Kricom - Tepat hari ini 13 tahun lalu, 26 Desember 2004, dunia yang tengah menghitung hari dalam menyambut pergantian tahun dikejutkan oleh sebuah gempa dahsyat yang berpusat di Samudra Hindia.
Gempa berkekuatan 9,1 - 9,3 SR itu menimbulkan gelombang tsunami yang menerjang berbagai wilayah di Asia dan pesisir timur Afrika. Aceh, provinsi paling ujung barat dari Indonesia menjadi salah satu wilayah yang terdampak hantaman gelombang raksasa tersebut.
Gelombang yang tingginya diperkirakan mencapai 30 meter tersebut menghantam pesisir barat Aceh. Sementara di Aceh bagian utara diterjang tsunami setinggi 6-12 meter. Jutaan liter air laut merangsek ke daratan, memporak porandakan apapun yang menghalangi jalannya.
Sekitar 126.000 orang dinyatakan meninggal dunia dalam peristiwa tersebut. Sementara, lebih dari 25.000 orang mengalami luka-luka, 93.000 hilang, dan 125.000 orang kehilangan tempat tinggal. Tsunami dahsyat tersebut tercatat sebagai salah satu bencana alam terbesar di abad 21.
Bencana maha dahsyat ini mengundang reaksi dunia internasional. Bantuan kemanusiaan digelontorkan oleh berbagai negara di dunia. Masyarakat eropa menggelar aksi mengheningkan cipta di berbagai kota besar sebagai ungkapan rasa simpati dan prihatin mereka terhadap para korban.
Tsunami Aceh juga membuka mata Indonesia mengenai pentingnya peringatan dini bahaya bencana alam.

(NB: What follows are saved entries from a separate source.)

//! Wall items

use image::RgbaImage;
use serde::{Deserialize, Serialize};
use std::sync::Arc;
use wall_asset::{extract_outline, IconMeta, LoadedIcon};
use wall_physics::{BodyShape, Point};

/// One icon on the wall
#[derive(Debug, Clone, Serialize, Deserialize)]
pub struct Item {
    /// Unique name; also the body label
    pub name: String,
    pub width: f32,
    pub height: f32,
    /// Ordered collision outline
    pub polygon: Vec<Point>,
    /// Geometry scale relative to the base outline
    pub scale: f32,
    pub rotation_locked: bool,
    #[serde(skip)]
    pub texture: Option<Arc<RgbaImage>>,
}

impl Item {
    pub fn new(name: impl Into<String>, width: f32, height: f32) -> Self {
        Self {
            name: name.into(),
            width,
            height,
            polygon: Vec::new(),
            scale: 1.0,
            rotation_locked: false,
            texture: None,
        }
    }

    pub fn with_polygon(mut self, polygon: Vec<Point>) -> Self {
        self.polygon = polygon;
        self
    }

    pub fn with_texture(mut self, texture: Arc<RgbaImage>) -> Self {
        self.texture = Some(texture);
        self
    }

    pub fn from_meta(meta: &IconMeta) -> Self {
        Self {
            name: meta.name.clone(),
            width: meta.width,
            height: meta.height,
            polygon: meta.polygon.clone(),
            scale: meta.scale,
            rotation_locked: meta.rotation_locked,
            texture: None,
        }
    }

    /// Item with its texture; an empty manifest outline is traced from the image
    pub fn from_icon(icon: &LoadedIcon, outline_step: u32) -> Self {
        let mut item = Self::from_meta(&icon.meta).with_texture(icon.image.clone());
        if item.polygon.is_empty() {
            item.polygon = extract_outline(&icon.image, outline_step);
        }
        item
    }

    /// Collision shape: the outline when usable, else the bounding rectangle
    pub fn shape(&self) -> BodyShape {
        if self.polygon.len() >= 3 {
            let outline = BodyShape::polygon(self.polygon.clone());
            if outline.local_hull().is_ok() {
                return outline;
            }
            log::debug!("Item '{}' outline is degenerate, using its rectangle", self.name);
        }
        BodyShape::rectangle(self.width, self.height)
    }
}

Hal ini tidak bisa dilepaskan dari kenyataan bahwa pada waktu itu, kesiagaan pemerintah dan masyarakat dalam menghadapi bencana alam masih sangat rendah.
Merespon hal tersebut, pemerintah mulai membangun sistem peringatan dini di berbagai daerah yang dianggap berpotensi tsunami. Masyarakat pun mulai mendapatkan edukasi tentang tanda-tanda akan terjadinya tsunami.

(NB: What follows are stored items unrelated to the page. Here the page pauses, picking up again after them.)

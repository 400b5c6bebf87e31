//! Wall handle under a paused tokio clock

use image::{ImageFormat, Rgba, RgbaImage};
use std::io::Cursor;
use std::sync::Arc;
use std::time::Duration;
use wall_asset::MemoryImageLoader;
use wall_layout::prelude::*;
use wall_physics::PhysicsConfig;
use wall_render::RenderError;
use wall_runtime::{Wall, WallConfig, WallError};

const PERIOD: Duration = Duration::from_millis(800);

fn test_config(gravity: bool) -> WallConfig {
    let mut config = WallConfig {
        layout: LayoutConfig::default().with_size(400.0, 200.0),
        refresh_hz: 30,
        ..WallConfig::default()
    };
    if !gravity {
        config.physics = PhysicsConfig::default().with_gravity(0.0, 0.0);
    }
    config
}

fn wall_with(config: WallConfig, loader: MemoryImageLoader, seed: u64) -> Wall {
    let scene = Scene::with_seed(config.layout.clone(), config.physics.clone(), seed).unwrap();
    Wall::with_scene(scene, config, Arc::new(loader))
}

fn wall(seed: u64) -> Wall {
    wall_with(test_config(true), MemoryImageLoader::new(), seed)
}

fn items(count: usize) -> Vec<Item> {
    (0..count).map(|i| Item::new(format!("icon-{}", i), 24.0, 24.0)).collect()
}

fn registered(wall: &Wall) -> usize {
    wall.with_scene_mut(|scene| scene.registry().len())
}

fn png(image: &RgbaImage) -> Vec<u8> {
    let mut buffer = Cursor::new(Vec::new());
    image.write_to(&mut buffer, ImageFormat::Png).unwrap();
    buffer.into_inner()
}

#[tokio::test(start_paused = true)]
async fn seven_items_land_one_per_period() {
    let wall = wall(11);
    wall.reconcile(&items(7)).unwrap();

    let plan = wall.rearrange(PERIOD).unwrap();
    assert_eq!(plan.batch_sizes, vec![1; 7]);
    assert_eq!(registered(&wall), 1);

    tokio::time::sleep(Duration::from_millis(400)).await;
    assert_eq!(registered(&wall), 1);

    for expected in 2..=7 {
        tokio::time::sleep(PERIOD).await;
        assert_eq!(registered(&wall), expected, "after {} periods", expected - 1);
    }

    tokio::time::sleep(PERIOD * 3).await;
    assert_eq!(registered(&wall), 7);
    assert_eq!(wall.with_scene_mut(|scene| scene.active_schedule()), None);
    wall.dispose();
}

#[tokio::test(start_paused = true)]
async fn second_rearrange_supersedes_pending_batches() {
    let wall = wall(12);
    wall.reconcile(&items(20)).unwrap();

    let first = wall.rearrange(PERIOD).unwrap();
    assert!(first.schedule.is_some());
    tokio::time::sleep(Duration::from_millis(100)).await;

    let second = wall.rearrange(PERIOD).unwrap();
    assert_eq!(second.total(), 20);
    assert_ne!(second.schedule, first.schedule);

    tokio::time::sleep(PERIOD * 12).await;
    assert_eq!(registered(&wall), 20);
    assert_eq!(wall.with_scene_mut(|scene| scene.world().dynamic_body_count()), 20);
    assert_eq!(wall.with_scene_mut(|scene| scene.active_schedule()), None);
}

#[tokio::test(start_paused = true)]
async fn reconcile_cancels_draining_rearrange() {
    let wall = wall(13);
    let desired = items(20);
    wall.reconcile(&desired).unwrap();
    wall.rearrange(PERIOD).unwrap();

    wall.reconcile(&desired).unwrap();
    assert_eq!(registered(&wall), 20);

    tokio::time::sleep(PERIOD * 12).await;
    assert_eq!(registered(&wall), 20);
    assert_eq!(wall.with_scene_mut(|scene| scene.world().dynamic_body_count()), 20);
}

#[tokio::test(start_paused = true)]
async fn dispose_stops_tasks_and_is_idempotent() {
    let wall = wall(14);
    wall.reconcile(&items(20)).unwrap();
    wall.rearrange(PERIOD).unwrap();

    wall.dispose();
    wall.dispose();
    assert!(wall.is_disposed());

    wall.pointer(PointerEvent::new(PointerKind::Down(PointerButton::Primary), [10.0, 10.0]));
    tokio::time::sleep(PERIOD * 12).await;

    wall.with_scene_mut(|scene| {
        assert!(scene.is_disposed());
        assert_eq!(scene.world().body_count(), 0);
        assert!(scene.registry().is_empty());
    });
    assert!(matches!(wall.reconcile(&items(1)), Err(WallError::Layout(_))));
}

#[tokio::test(start_paused = true)]
async fn flat_color_screenshot_is_the_canvas_encode() {
    let wall = wall(15);
    wall.set_background("#203040");
    wall.reconcile(&items(3)).unwrap();
    tokio::time::sleep(Duration::from_millis(500)).await;

    let expected = wall.with_scene_mut(|scene| {
        scene.render();
        scene.encode_canvas().unwrap()
    });
    let shot = wall.capture_screenshot().await.unwrap();
    assert_eq!(shot, expected);

    let decoded = image::load_from_memory(&shot).unwrap().to_rgba8();
    assert_eq!(decoded.dimensions(), (400, 200));
}

#[tokio::test(start_paused = true)]
async fn image_background_is_composited_under_icons() {
    let background = png(&RgbaImage::from_pixel(4, 2, Rgba([200, 0, 0, 255])));
    let wall = wall_with(test_config(true), MemoryImageLoader::new().with("frames/red.png", background), 16);
    wall.set_background("frames/red.png");

    let shot = wall.capture_screenshot().await.unwrap();
    let decoded = image::load_from_memory(&shot).unwrap().to_rgba8();
    assert_eq!(decoded.dimensions(), (400, 200));
    assert_eq!(*decoded.get_pixel(0, 199), Rgba([200, 0, 0, 255]));
}

#[tokio::test(start_paused = true)]
async fn unreachable_background_fails_the_capture() {
    let wall = wall(17);
    wall.set_background("https://example.invalid/frame.png");

    match wall.capture_screenshot().await {
        Err(WallError::Render(RenderError::ScreenshotCompositeFailure { reference, .. })) => {
            assert_eq!(reference, "https://example.invalid/frame.png");
        }
        other => panic!("expected composite failure, got {:?}", other.map(|b| b.len())),
    }
}

#[tokio::test(start_paused = true)]
async fn pointer_events_open_menu_and_rotate() {
    let wall = wall_with(test_config(false), MemoryImageLoader::new(), 18);
    wall.reconcile(&items(1)).unwrap();
    let (body, at) = wall.with_scene_mut(|scene| {
        let body = scene.body_of("icon-0").unwrap();
        (body, scene.world().body_position(body).unwrap())
    });

    wall.pointer(PointerEvent::new(PointerKind::Down(PointerButton::Secondary), at).with_screen([640.0, 320.0]));
    tokio::time::sleep(Duration::from_millis(20)).await;

    let menu = wall.menu().unwrap();
    assert_eq!(menu.body, body);
    assert_eq!(menu.screen, [640.0, 320.0]);

    assert!(wall.menu_action(MenuAction::Rotate));
    assert_eq!(
        wall.with_scene_mut(|scene| scene.rotation_state(body)),
        Some(wall_layout::RotationState::Locked)
    );
    assert_eq!(wall.toggle_rotation(body), Some(wall_layout::RotationState::Free));
}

Tak sampai di situ saja, pemerintah kemudian mengesahkan UU No.27 tahun 2007 tentang penanggulangan bencana, kemudian disusul pembentukan Badan Nasional Penanggulangan Bencana (BNPB) dan Badan Penanggulangan Bencana Daerah (BPBD) setahun kemudian.

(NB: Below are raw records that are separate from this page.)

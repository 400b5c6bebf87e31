//! Collision shapes and polygon geometry
//!
//! Icons arrive as ordered outlines in image-pixel coordinates. Bodies use the
//! convex hull of that outline, re-centred on its centroid, so a body's
//! position is always its centre of mass.

use crate::error::{PhysicsError, Result};
use rapier2d::prelude as rapier;
use serde::{Deserialize, Serialize};

/// 2D point in canvas pixels
pub type Point = [f32; 2];

const EPSILON: f32 = 1.0e-6;

/// Axis-aligned bounding box
#[derive(Debug, Clone, Copy, PartialEq, Serialize, Deserialize)]
pub struct Aabb {
    pub min: Point,
    pub max: Point,
}

impl Aabb {
    /// Create from corners
    pub fn new(min: Point, max: Point) -> Self {
        Self { min, max }
    }

    /// Smallest box containing every point, `None` for an empty slice
    pub fn from_points(points: &[Point]) -> Option<Self> {
        let first = points.first()?;
        let mut aabb = Self::new(*first, *first);
        for p in &points[1..] {
            aabb.min[0] = aabb.min[0].min(p[0]);
            aabb.min[1] = aabb.min[1].min(p[1]);
            aabb.max[0] = aabb.max[0].max(p[0]);
            aabb.max[1] = aabb.max[1].max(p[1]);
        }
        Some(aabb)
    }

    /// Inclusive containment test
    pub fn contains(&self, point: Point) -> bool {
        point[0] >= self.min[0]
            && point[0] <= self.max[0]
            && point[1] >= self.min[1]
            && point[1] <= self.max[1]
    }

    pub fn width(&self) -> f32 {
        self.max[0] - self.min[0]
    }

    pub fn height(&self) -> f32 {
        self.max[1] - self.min[1]
    }

    pub fn center(&self) -> Point {
        [
            (self.min[0] + self.max[0]) * 0.5,
            (self.min[1] + self.max[1]) * 0.5,
        ]
    }
}

/// Collision shape type
#[derive(Debug, Clone, PartialEq, Serialize, Deserialize)]
pub enum BodyShape {
    /// Arbitrary outline; the body uses its convex hull
    Polygon { points: Vec<Point> },
    /// Axis-aligned rectangle centred on the body position
    Rectangle { width: f32, height: f32 },
}

impl BodyShape {
    /// Create a polygon shape
    pub fn polygon(points: Vec<Point>) -> Self {
        Self::Polygon { points }
    }

    /// Create a rectangle shape from full size
    pub fn rectangle(width: f32, height: f32) -> Self {
        Self::Rectangle { width, height }
    }

    /// Convex hull of the shape, centred on its centroid
    pub fn local_hull(&self) -> Result<Vec<Point>> {
        let raw = match self {
            Self::Polygon { points } => points.clone(),
            Self::Rectangle { width, height } => {
                let (hw, hh) = (width * 0.5, height * 0.5);
                vec![[-hw, -hh], [hw, -hh], [hw, hh], [-hw, hh]]
            }
        };

        let hull = convex_hull(&raw);
        if hull.len() < 3 || polygon_area(&hull) <= EPSILON {
            return Err(PhysicsError::DegenerateOutline { points: raw.len() });
        }

        let c = polygon_centroid(&hull);
        Ok(hull.iter().map(|p| [p[0] - c[0], p[1] - c[1]]).collect())
    }
}

/// Build a Rapier shape from a local hull
pub(crate) fn to_rapier(hull: &[Point]) -> Result<rapier::SharedShape> {
    let points: Vec<rapier::Point<rapier::Real>> =
        hull.iter().map(|p| rapier::Point::new(p[0], p[1])).collect();
    rapier::SharedShape::convex_hull(&points).ok_or_else(|| {
        PhysicsError::ShapeCreationFailed(format!("rapier rejected hull of {} points", hull.len()))
    })
}

/// Convex hull by Andrew's monotone chain. Collinear points are dropped.
pub fn convex_hull(points: &[Point]) -> Vec<Point> {
    let mut sorted: Vec<Point> = points
        .iter()
        .copied()
        .filter(|p| p[0].is_finite() && p[1].is_finite())
        .collect();
    sorted.sort_by(|a, b| a[0].total_cmp(&b[0]).then(a[1].total_cmp(&b[1])));
    sorted.dedup();

    if sorted.len() < 3 {
        return sorted;
    }

    let cross = |o: Point, a: Point, b: Point| {
        (a[0] - o[0]) * (b[1] - o[1]) - (a[1] - o[1]) * (b[0] - o[0])
    };

    let mut lower: Vec<Point> = Vec::with_capacity(sorted.len());
    for &p in &sorted {
        while lower.len() >= 2 && cross(lower[lower.len() - 2], lower[lower.len() - 1], p) <= 0.0 {
            lower.pop();
        }
        lower.push(p);
    }

    let mut upper: Vec<Point> = Vec::with_capacity(sorted.len());
    for &p in sorted.iter().rev() {
        while upper.len() >= 2 && cross(upper[upper.len() - 2], upper[upper.len() - 1], p) <= 0.0 {
            upper.pop();
        }
        upper.push(p);
    }

    lower.pop();
    upper.pop();
    lower.extend(upper);
    lower
}

/// Unsigned polygon area (shoelace)
pub fn polygon_area(points: &[Point]) -> f32 {
    signed_area(points).abs()
}

fn signed_area(points: &[Point]) -> f32 {
    let n = points.len();
    let mut sum = 0.0;
    for i in 0..n {
        let a = points[i];
        let b = points[(i + 1) % n];
        sum += a[0] * b[1] - b[0] * a[1];
    }
    sum * 0.5
}

/// Area centroid; falls back to the vertex mean for degenerate input
pub fn polygon_centroid(points: &[Point]) -> Point {
    let area = signed_area(points);
    let n = points.len();
    if n == 0 {
        return [0.0, 0.0];
    }
    if area.abs() <= EPSILON {
        let sum = points
            .iter()
            .fold([0.0, 0.0], |acc, p| [acc[0] + p[0], acc[1] + p[1]]);
        return [sum[0] / n as f32, sum[1] / n as f32];
    }

    let mut cx = 0.0;
    let mut cy = 0.0;
    for i in 0..n {
        let a = points[i];
        let b = points[(i + 1) % n];
        let cross = a[0] * b[1] - b[0] * a[1];
        cx += (a[0] + b[0]) * cross;
        cy += (a[1] + b[1]) * cross;
    }
    let k = 1.0 / (6.0 * area);
    [cx * k, cy * k]
}

/// Second moment of a uniform polygon about its origin.
///
/// `points` must already be centred on the centroid.
pub fn polygon_inertia(points: &[Point], mass: f32) -> f32 {
    let n = points.len();
    let mut numerator = 0.0;
    let mut denominator = 0.0;
    for i in 0..n {
        let a = points[i];
        let b = points[(i + 1) % n];
        let cross = (b[0] * a[1] - b[1] * a[0]).abs();
        let dots = (b[0] * b[0] + b[1] * b[1]) + (b[0] * a[0] + b[1] * a[1]) + (a[0] * a[0] + a[1] * a[1]);
        numerator += cross * dots;
        denominator += cross;
    }
    if denominator <= EPSILON {
        return 0.0;
    }
    (mass / 6.0) * (numerator / denominator)
}

/// Uniformly scale points about the origin
pub fn scale_points(points: &[Point], factor: f32) -> Vec<Point> {
    points.iter().map(|p| [p[0] * factor, p[1] * factor]).collect()
}

/// Rotate then translate local points into world space
pub fn transform_points(points: &[Point], position: Point, angle: f32) -> Vec<Point> {
    let (sin, cos) = angle.sin_cos();
    points
        .iter()
        .map(|p| {
            [
                position[0] + p[0] * cos - p[1] * sin,
                position[1] + p[0] * sin + p[1] * cos,
            ]
        })
        .collect()
}

/// Inverse of [`transform_points`] for a single point
pub fn to_local(point: Point, position: Point, angle: f32) -> Point {
    let (sin, cos) = angle.sin_cos();
    let dx = point[0] - position[0];
    let dy = point[1] - position[1];
    [dx * cos + dy * sin, -dx * sin + dy * cos]
}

Kepala Perwakilan Bank Dunia Stefan Koeberle juga angkat bicara mengenai hal ini. Dirinya menyebut program pemulihan, pembangunan, dan ketahanan yang dilakukan masyarakat Aceh pasca tsunami, menjadi kunci pelajaran bagi negara lain. "Nantinya, pelajaran ini akan menjadi titik dasar yang digunakan bangsa-bangsa lain di dunia saat bencana menerjang."